▸ **WORK INSTRUCTION**:
Reproduce all the entries precisely.

+++ DATA FOR THE TASK

//! Route handlers.
//!
//! Thin adapters between HTTP and the configurator engine: decode the body,
//! call the engine, encode the result. No handler holds state.

use axum::{body::Bytes, extract::Path, response::Response, Json};
use serde_json::{json, Value};

use crate::configurator::{self, templates, ValidationResult};
use crate::http::response::{yaml, ApiError};
use crate::observability::metrics;

/// `GET /health`
pub async fn health() -> Json<Value> {
    Json(json!({ "status": "healthy" }))
}

/// `POST /generate` with a JSON parameter object; responds with YAML.
pub async fn generate(body: Bytes) -> Result<Response, ApiError> {
    let params = match parse_json(&body)? {
        Some(params) if !is_empty_json(&params) => params,
        _ => {
            metrics::record_generation("bad_params");
            return Err(ApiError::BadRequest("Request body is required".into()));
        }
    };

    match configurator::generator::generate_from_json(params) {
        Ok(document) => {
            metrics::record_generation("ok");
            Ok(yaml(document))
        }
        Err(e) => {
            let outcome = match &e {
                configurator::GenerateError::Params(_) => "bad_params",
                configurator::GenerateError::Invalid(_) => "invalid",
                configurator::GenerateError::Serialize(_) => "error",
            };
            metrics::record_generation(outcome);
            tracing::info!(error = %e, "Generation rejected");
            Err(e.into())
        }
    }
}

/// `POST /validate` with `{"config": "<yaml text>"}`.
///
/// YAML that fails to parse is a validation failure, answered with 200.
pub async fn validate(body: Bytes) -> Result<Json<ValidationResult>, ApiError> {
    let source = parse_json(&body)?
        .as_ref()
        .and_then(|v| v.get("config"))
        .and_then(Value::as_str)
        .map(str::to_owned)
        .ok_or_else(|| ApiError::BadRequest("Request must include \"config\" field".into()))?;

    let result = configurator::validate_yaml(&source);
    metrics::record_validation(result.valid);
    tracing::debug!(
        valid = result.valid,
        errors = result.errors.len(),
        "Configuration validated"
    );
    Ok(Json(result))
}

/// `GET /templates`
pub async fn list_templates() -> Json<Value> {
    Json(templates::catalog_json())
}

/// `GET /templates/{name}`; responds with the generated YAML document.
pub async fn get_template(Path(name): Path<String>) -> Result<Response, ApiError> {
    match templates::render(&name) {
        Ok(document) => {
            metrics::record_template_render("ok");
            Ok(yaml(document))
        }
        Err(e) => {
            let outcome = match &e {
                templates::TemplateError::NotFound(_) => "not_found",
                templates::TemplateError::Generate(_) => "error",
            };
            metrics::record_template_render(outcome);
            Err(e.into())
        }
    }
}

/// Parse a JSON body; an empty body yields `None`.
fn parse_json(body: &Bytes) -> Result<Option<Value>, ApiError> {
    if body.iter().all(u8::is_ascii_whitespace) {
        return Ok(None);
    }
    serde_json::from_slice(body)
        .map(Some)
        .map_err(|e| ApiError::BadRequest(format!("Invalid JSON body: {}", e)))
}

fn is_empty_json(value: &Value) -> bool {
    match value {
        Value::Null => true,
        Value::Bool(b) => !b,
        Value::Object(map) => map.is_empty(),
        Value::Array(items) => items.is_empty(),
        Value::String(s) => s.is_empty(),
        Value::Number(_) => false,
    }
}
//! Shared utilities for integration testing.

use std::net::SocketAddr;

use router_configurator::config::ServiceConfig;
use router_configurator::{HttpServer, Shutdown};
use tokio::net::TcpListener;

/// A running configurator service on an ephemeral local port.
pub struct TestServer {
    pub addr: SocketAddr,
    pub shutdown: Shutdown,
}

impl TestServer {
    pub fn url(&self, path: &str) -> String {
        format!("http://{}{}", self.addr, path)
    }
}

impl Drop for TestServer {
    fn drop(&mut self) {
        self.shutdown.trigger();
    }
}

/// Start the service with default settings.
pub async fn start_server() -> TestServer {
    start_server_with(ServiceConfig::default()).await
}

/// Start the service with the given settings; the bind address is ignored.
pub async fn start_server_with(config: ServiceConfig) -> TestServer {
    let listener = TcpListener::bind("127.0.0.1:0").await.unwrap();
    let addr = listener.local_addr().unwrap();

    let shutdown = Shutdown::new();
    let server = HttpServer::new(config);
    let server_shutdown = shutdown.subscribe();
    tokio::spawn(async move {
        let _ = server.run(listener, server_shutdown).await;
    });

    TestServer { addr, shutdown }
}

/// HTTP client that never reuses connections or consults proxy settings.
pub fn client() -> reqwest::Client {
    reqwest::Client::builder()
        .pool_max_idle_per_host(0)
        .no_proxy()
        .build()
        .unwrap()
}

++++++

▸ **EXERCISE RESPONSE**:
//! Route handlers.
//!
//! Thin adapters between HTTP and the configurator engine: decode the body,
//! call the engine, encode the result. No handler holds state.

use axum::{body::Bytes, extract::Path, response::Response, Json};
use serde_json::{json, Value};

use crate::configurator::{self, templates, ValidationResult};
use crate::http::response::{yaml, ApiError};
use crate::observability::metrics;

/// `GET /health`
pub async fn health() -> Json<Value> {
    Json(json!({ "status": "healthy" }))
}

/// `POST /generate` with a JSON parameter object; responds with YAML.
pub async fn generate(body: Bytes) -> Result<Response, ApiError> {
    let params = match parse_json(&body)? {
        Some(params) if !is_empty_json(&params) => params,
        _ => {
            metrics::record_generation("bad_params");
            return Err(ApiError::BadRequest("Request body is required".into()));
        }
    };

    match configurator::generator::generate_from_json(params) {
        Ok(document) => {
            metrics::record_generation("ok");
            Ok(yaml(document))
        }
        Err(e) => {
            let outcome = match &e {
                configurator::GenerateError::Params(_) => "bad_params",
                configurator::GenerateError::Invalid(_) => "invalid",
                configurator::GenerateError::Serialize(_) => "error",
            };
            metrics::record_generation(outcome);
            tracing::info!(error = %e, "Generation rejected");
            Err(e.into())
        }
    }
}

/// `POST /validate` with `{"config": "<yaml text>"}`.
///
/// YAML that fails to parse is a validation failure, answered with 200.
pub async fn validate(body: Bytes) -> Result<Json<ValidationResult>, ApiError> {
    let source = parse_json(&body)?
        .as_ref()
        .and_then(|v| v.get("config"))
        .and_then(Value::as_str)
        .map(str::to_owned)
        .ok_or_else(|| ApiError::BadRequest("Request must include \"config\" field".into()))?;

    let result = configurator::validate_yaml(&source);
    metrics::record_validation(result.valid);
    tracing::debug!(
        valid = result.valid,
        errors = result.errors.len(),
        "Configuration validated"
    );
    Ok(Json(result))
}

/// `GET /templates`
pub async fn list_templates() -> Json<Value> {
    Json(templates::catalog_json())
}

/// `GET /templates/{name}`; responds with the generated YAML document.
pub async fn get_template(Path(name): Path<String>) -> Result<Response, ApiError> {
    match templates::render(&name) {
        Ok(document) => {
            metrics::record_template_render("ok");
            Ok(yaml(document))
        }
        Err(e) => {
            let outcome = match &e {
                templates::TemplateError::NotFound(_) => "not_found",
                templates::TemplateError::Generate(_) => "error",
            };
            metrics::record_template_render(outcome);
            Err(e.into())
        }
    }
}

/// Parse a JSON body; an empty body yields `None`.
fn parse_json(body: &Bytes) -> Result<Option<Value>, ApiError> {
    if body.iter().all(u8::is_ascii_whitespace) {
        return Ok(None);
    }
    serde_json::from_slice(body)
        .map(Some)
        .map_err(|e| ApiError::BadRequest(format!("Invalid JSON body: {}", e)))
}

fn is_empty_json(value: &Value) -> bool {
    match value {
        Value::Null => true,
        Value::Bool(b) => !b,
        Value::Object(map) => map.is_empty(),
        Value::Array(items) => items.is_empty(),
        Value::String(s) => s.is_empty(),
        Value::Number(_) => false,
    }
}
//! Shared utilities for integration testing.

use std::net::SocketAddr;

use router_configurator::config::ServiceConfig;
use router_configurator::{HttpServer, Shutdown};
use tokio::net::TcpListener;

/// A running configurator service on an ephemeral local port.
pub struct TestServer {
    pub addr: SocketAddr,
    pub shutdown: Shutdown,
}

impl TestServer {
    pub fn url(&self, path: &str) -> String {
        format!("http://{}{}", self.addr, path)
    }
}

impl Drop for TestServer {
    fn drop(&mut self) {
        self.shutdown.trigger();
    }
}

/// Start the service with default settings.
pub async fn start_server() -> TestServer {
    start_server_with(ServiceConfig::default()).await
}

/// Start the service with the given settings; the bind address is ignored.
pub async fn start_server_with(config: ServiceConfig) -> TestServer {
    let listener = TcpListener::bind("127.0.0.1:0").await.unwrap();
    let addr = listener.local_addr().unwrap();

    let shutdown = Shutdown::new();
    let server = HttpServer::new(config);
    let server_shutdown = shutdown.subscribe();
    tokio::spawn(async move {
        let _ = server.run(listener, server_shutdown).await;
    });

    TestServer { addr, shutdown }
}

/// HTTP client that never reuses connections or consults proxy settings.
pub fn client() -> reqwest::Client {
    reqwest::Client::builder()
        .pool_max_idle_per_host(0)
        .no_proxy()
        .build()
        .unwrap()
}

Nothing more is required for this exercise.